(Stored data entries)
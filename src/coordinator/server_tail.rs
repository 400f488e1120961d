// Copyright (c) 2025-2026 Adrian Robinson. Licensed under the AGPL-3.0.
// See LICENSE file in the project root for full license text.

//! Server-tail task: server → local change ingestion.
//!
//! Drains one long-lived mux stream carrying `pipe` envelopes of CSV
//! fragments and feeds them into the local engine with
//! `write-csv <table> --source <uid>`. The `--source` argument marks the
//! rows as replicated so the engine does not re-emit them into the local
//! change file.
//!
//! Malformed payloads are logged and skipped; the tail only ends when the
//! stream closes, errors, or shutdown is signalled.

use crate::engine::{argv, SqlEngine};
use crate::envelope::Response;
use crate::metrics;
use crate::stream::{Stream, StreamEvent};
use std::sync::Arc;
use tokio::sync::watch;
use tracing::{debug, trace, warn};

pub(crate) async fn run<E: SqlEngine>(
    mut stream: Stream,
    engine: Arc<E>,
    table: String,
    uid: String,
    mut shutdown: watch::Receiver<bool>,
) {
    debug!(table = %table, stream = stream.id(), "server tail running");
    loop {
        tokio::select! {
            event = stream.recv() => match event {
                Some(StreamEvent::Data(payload)) => {
                    apply_fragment(&engine, &table, &uid, &payload).await;
                }
                Some(StreamEvent::Closed) => {
                    debug!(table = %table, "server tail closed by peer");
                    break;
                }
                Some(StreamEvent::Error { code, msg }) => {
                    warn!(table = %table, code, msg = %msg, "server tail errored");
                    break;
                }
                None => break,
            },
            changed = shutdown.changed() => {
                if changed.is_err() || *shutdown.borrow() {
                    debug!(table = %table, "server tail stopping");
                    break;
                }
            }
        }
    }
}

/// Decode one tail payload and ingest its CSV rows.
async fn apply_fragment<E: SqlEngine>(engine: &Arc<E>, table: &str, uid: &str, payload: &[u8]) {
    let response = match Response::from_bytes(payload) {
        Ok(response) => response,
        Err(e) => {
            warn!(table, error = %e, "undecodable tail payload, skipping");
            return;
        }
    };

    match response {
        Response::Pipe { data } => {
            if data.is_empty() {
                return;
            }
            let rows = data.lines().count();
            let mut csv = data;
            if !csv.ends_with('\n') {
                csv.push('\n');
            }
            match engine
                .run_local(argv(&["write-csv", table, "--source", uid]), csv)
                .await
            {
                Ok(_) => {
                    trace!(table, rows, "applied tail fragment");
                    metrics::record_rows_applied(table, rows);
                }
                Err(e) => {
                    warn!(table, error = %e, "failed to apply tail fragment");
                }
            }
        }
        Response::Error { msg } => {
            warn!(table, msg = %msg, "server reported tail error");
        }
        other => {
            trace!(table, response = ?other, "ignoring non-pipe tail response");
        }
    }
}
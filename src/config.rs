//! Configuration for the mirror engine.
//!
//! This module defines all configuration types needed to run the mux
//! socket, the resilient connection, and the replication coordinator.
//! Configuration is constructed programmatically or deserialized from
//! YAML/JSON.
//!
//! # Quick Start
//!
//! ```rust
//! use mirror_engine::config::MirrorConfig;
//!
//! let config = MirrorConfig {
//!     ..Default::default()
//! };
//! assert_eq!(config.resilience.failure_timeout_ms, 60_000);
//! ```
//!
//! # Configuration Structure
//!
//! ```text
//! MirrorConfig
//! ├── socket: SocketConfig           # mux dispatch behavior
//! ├── resilience: ResilienceConfig   # stall detection + reconnect backoff
//! └── coordinator: CoordinatorConfig # table mirroring
//! ```

use serde::{Deserialize, Serialize};
use std::time::Duration;

/// The top-level config object.
#[derive(Debug, Clone, Default, Serialize, Deserialize)]
pub struct MirrorConfig {
    #[serde(default)]
    pub socket: SocketConfig,
    #[serde(default)]
    pub resilience: ResilienceConfig,
    #[serde(default)]
    pub coordinator: CoordinatorConfig,
}

impl MirrorConfig {
    /// Fast-timer config for tests.
    pub fn for_testing() -> Self {
        Self {
            socket: SocketConfig::default(),
            resilience: ResilienceConfig::for_testing(),
            coordinator: CoordinatorConfig::for_testing(),
        }
    }
}

// ═══════════════════════════════════════════════════════════════════════════════
// SocketConfig: mux dispatch behavior
// ═══════════════════════════════════════════════════════════════════════════════

/// Mux socket dispatch options.
#[derive(Debug, Clone, Serialize, Deserialize)]
pub struct SocketConfig {
    /// Answer data frames for unknown stream ids with a reset frame
    /// instead of dropping them silently.
    ///
    /// Silent dropping is the default: the peer may legitimately race a
    /// frame against our close. Resetting gives faster feedback when
    /// debugging a misbehaving server.
    #[serde(default)]
    pub reset_unknown_streams: bool,
}

#[allow(clippy::derivable_impls)]
impl Default for SocketConfig {
    fn default() -> Self {
        Self {
            reset_unknown_streams: false,
        }
    }
}

// ═══════════════════════════════════════════════════════════════════════════════
// ResilienceConfig: stall detection and reconnect backoff
// ═══════════════════════════════════════════════════════════════════════════════

/// Stall detection and reconnect behavior for the resilient connection.
#[derive(Debug, Clone, Serialize, Deserialize)]
pub struct ResilienceConfig {
    /// How long to wait for expected data before declaring a silent stall
    /// and reconnecting (ms).
    #[serde(default = "default_failure_timeout_ms")]
    pub failure_timeout_ms: u64,

    /// Base delay before a reconnect attempt (ms).
    #[serde(default = "default_backoff_base_ms")]
    pub backoff_base_ms: u64,

    /// Uniform random jitter added to the base delay (ms). Spreads
    /// reconnect storms across clients.
    #[serde(default = "default_backoff_jitter_ms")]
    pub backoff_jitter_ms: u64,
}

fn default_failure_timeout_ms() -> u64 {
    60_000 // 60 seconds
}

fn default_backoff_base_ms() -> u64 {
    500
}

fn default_backoff_jitter_ms() -> u64 {
    1_000
}

impl Default for ResilienceConfig {
    fn default() -> Self {
        Self {
            failure_timeout_ms: default_failure_timeout_ms(),
            backoff_base_ms: default_backoff_base_ms(),
            backoff_jitter_ms: default_backoff_jitter_ms(),
        }
    }
}

impl ResilienceConfig {
    /// Fast-fail timers for tests.
    pub fn for_testing() -> Self {
        Self {
            failure_timeout_ms: 100,
            backoff_base_ms: 10,
            backoff_jitter_ms: 20,
        }
    }

    /// Expected-data deadline.
    pub fn failure_timeout(&self) -> Duration {
        Duration::from_millis(self.failure_timeout_ms)
    }

    /// Inclusive bounds of the reconnect delay.
    pub fn backoff_bounds(&self) -> (Duration, Duration) {
        (
            Duration::from_millis(self.backoff_base_ms),
            Duration::from_millis(self.backoff_base_ms + self.backoff_jitter_ms),
        )
    }
}

// ═══════════════════════════════════════════════════════════════════════════════
// CoordinatorConfig: table mirroring
// ═══════════════════════════════════════════════════════════════════════════════

/// Replication coordinator options.
#[derive(Debug, Clone, Serialize, Deserialize)]
pub struct CoordinatorConfig {
    /// How long shutdown waits for tail tasks to drain (ms).
    #[serde(default = "default_drain_timeout_ms")]
    pub drain_timeout_ms: u64,
}

fn default_drain_timeout_ms() -> u64 {
    10_000 // 10 seconds
}

impl Default for CoordinatorConfig {
    fn default() -> Self {
        Self {
            drain_timeout_ms: default_drain_timeout_ms(),
        }
    }
}

impl CoordinatorConfig {
    /// Fast drain for tests.
    pub fn for_testing() -> Self {
        Self {
            drain_timeout_ms: 500,
        }
    }

    /// Shutdown drain deadline.
    pub fn drain_timeout(&self) -> Duration {
        Duration::from_millis(self.drain_timeout_ms)
    }
}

Exercise requirements
Reproduce verbatim the lines above, from the line with "tail closed by" through the line with "warn!(table = %table, code, msg".

Response to the exercise
                    debug!(table = %table, "server tail closed by peer");
                    break;
                }
                Some(StreamEvent::Error { code, msg }) => {
                    warn!(table = %table, code, msg = %msg, "server tail errored");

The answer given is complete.